Im sehr ariden Südwesten begegnen wir den Publo-Indianern. Am bekanntesten sind die Hopi und die Zuni.
   Es sind dies fortgeschrittene Ackerbauern auf der Kulturstufe des Neolithikums. Sie bauen typische, bereits wehrhafte Pueblo-Dörfer aus Adobe-Ziegeln, die schon Stadtcharakter haben. Ihr Ackerbau wird mit Bewässerungssystemen betrieben, sie stellen kunstvolle Töpfereien und Webereien her. Erste tempelartige Bauten sind die unterirdischen Kultversammlungsstätten, die Kivas. Komplex ist auch die Religion und Kultpraxis, v.a. der Ahnenglaube und die Ritualpraxis der Geheimbünde, die Tänzer mit elaborierten Masken (die Kachinas [sprich "Katsinas"] und Yeibechais) mit mannigfaltigsten gesellschaftlichen Funktionen auftreten lassen. Diese Maskentänzer sind auch in Form von Puppen präsent (heutzutage Touristen wohlbekannt).
   Die Verarbeitung von Metallen, von Kupfer, ja sogar Eisen, ist - wie auch bei den Waldlandindianern und denen des Nordwestens - bekannt, allerdings nicht das Schmelzen, sondern nur das Kalt- oder Warmschmieden. Da das Schmelzen nicht praktiziert wird und auch kein Zinn vorhanden ist, wird die Bronze nicht entwickelt.
   Am Randes des kulturellen Einflussbereichs der Pueblo-Indianer siedeln sich die Navajo an, die zunächst Jäger-und-Sammler gewesen waren und nun, unter dem Einfluss der Pueblo-Leute, eine sesshafte Kultur entwickelten (wohnen in festen, lehmbeschichteten rundlichen Block- oder Steinhäusern, den sog.n Hogans).
   Sprachlich gehören die Pueblo-Indianer zur großen Sprachfamilie des Aztekischen.
   Im Folgenden eine moderne Fixierung eines der ephemeren Sandbilder, die traditionell zu rituellen Zwecken hergestellt, aber anschließend wieder zerstört wurden.

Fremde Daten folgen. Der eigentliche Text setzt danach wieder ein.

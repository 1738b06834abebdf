//! API resource endpoints
//!
//! One type per endpoint group, reached through the matching
//! [`Client`](crate::Client) accessor. Every call goes through the client's
//! shared [`RequestPipeline`](crate::http::RequestPipeline), so resources
//! share one rate limiter and retry policy.

pub mod assets;
pub mod fees;
pub mod leverage;
pub mod orders;
pub mod positions;
pub mod wallet;

pub use assets::Assets;
pub use fees::Fees;
pub use leverage::LeverageSettings;
pub use orders::Orders;
pub use positions::Positions;
pub use wallet::Wallet;

use crate::error::{Error, Result};
use std::fmt;

/// A validated identifier destined for one URL path segment.
///
/// `Display` percent-encodes the value, so `format!` keeps it inside its
/// segment; [`PathId::as_str`] gives the raw value for filling models.
#[derive(Debug, Clone, Copy, PartialEq, Eq)]
pub(crate) struct PathId<'a>(&'a str);

impl<'a> PathId<'a> {
    pub(crate) fn as_str(&self) -> &'a str {
        self.0
    }
}

impl fmt::Display for PathId<'_> {
    fn fmt(&self, f: &mut fmt::Formatter<'_>) -> fmt::Result {
        for chunk in url::form_urlencoded::byte_serialize(self.0.as_bytes()) {
            // form encoding turns spaces into '+', which a path keeps literally
            f.write_str(if chunk == "+" { "%20" } else { chunk })?;
        }
        Ok(())
    }
}

/// Validate an identifier that is placed in the URL path.
///
/// Rejects empty values, dot segments and `/`; everything else is
/// percent-encoded when formatted.
pub(crate) fn path_id<'a>(name: &str, value: &'a str) -> Result<PathId<'a>> {
    let value = value.trim();
    if value.is_empty() {
        return Err(Error::InvalidRequest(format!("{name} must not be empty")));
    }
    if value == "." || value == ".." {
        return Err(Error::InvalidRequest(format!(
            "{name} must not be a dot segment: {value}"
        )));
    }
    if value.contains('/') {
        return Err(Error::InvalidRequest(format!(
            "{name} must not contain '/': {value}"
        )));
    }
    Ok(PathId(value))
}

/// Reject empty decimal-string arguments.
pub(crate) fn decimal_arg<'a>(name: &str, value: &'a str) -> Result<&'a str> {
    let value = value.trim();
    if value.is_empty() {
        return Err(Error::InvalidRequest(format!("{name} must not be empty")));
    }
    Ok(value)
}

#[cfg(test)]
mod tests {
    use super::*;
    use assert_matches::assert_matches;

    #[test]
    fn test_path_id() {
        assert_eq!(path_id("asset_id", " BTCUSDT ").unwrap().as_str(), "BTCUSDT");
        assert_matches!(path_id("asset_id", ""), Err(Error::InvalidRequest(_)));
        assert_matches!(path_id("order_id", "a/b"), Err(Error::InvalidRequest(_)));
        assert_matches!(path_id("order_id", ".."), Err(Error::InvalidRequest(_)));
        assert_matches!(path_id("order_id", " . "), Err(Error::InvalidRequest(_)));
    }

    #[test]
    fn test_path_id_stays_in_its_segment() {
        let encode = |value| path_id("order_id", value).unwrap().to_string();

        assert_eq!(encode("ord-1_a.b"), "ord-1_a.b");
        assert_eq!(encode("p-1?x="), "p-1%3Fx%3D");
        assert_eq!(encode("a#b"), "a%23b");
        assert_eq!(encode("a b+c"), "a%20b%2Bc");
        assert_eq!(encode("50%"), "50%25");
        assert_eq!(encode("..."), "...");
    }

    #[test]
    fn test_decimal_arg() {
        assert_eq!(decimal_arg("amount", "10.5").unwrap(), "10.5");
        assert_matches!(decimal_arg("amount", "  "), Err(Error::InvalidRequest(_)));
    }
}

Modernes Sandbild-Gemälde, Dennis Hataalii, Navajo, Ethnologisches Museum Berlin

   Die nächste kulturelle Stufe ist dann die des Chalkolithikums in Mittelamerika mit seinen frühen, megalithischen Erscheinungsformen bei den Olmeken und den reifen bei den pyramidenbauenden Maya und Azteken.

Fußnoten:

1) Fortgeschritten nicht gegenüber den Eskimo, sondern etwa gegenüber den Jäger-und-Sammler-Völkern Feuerlands.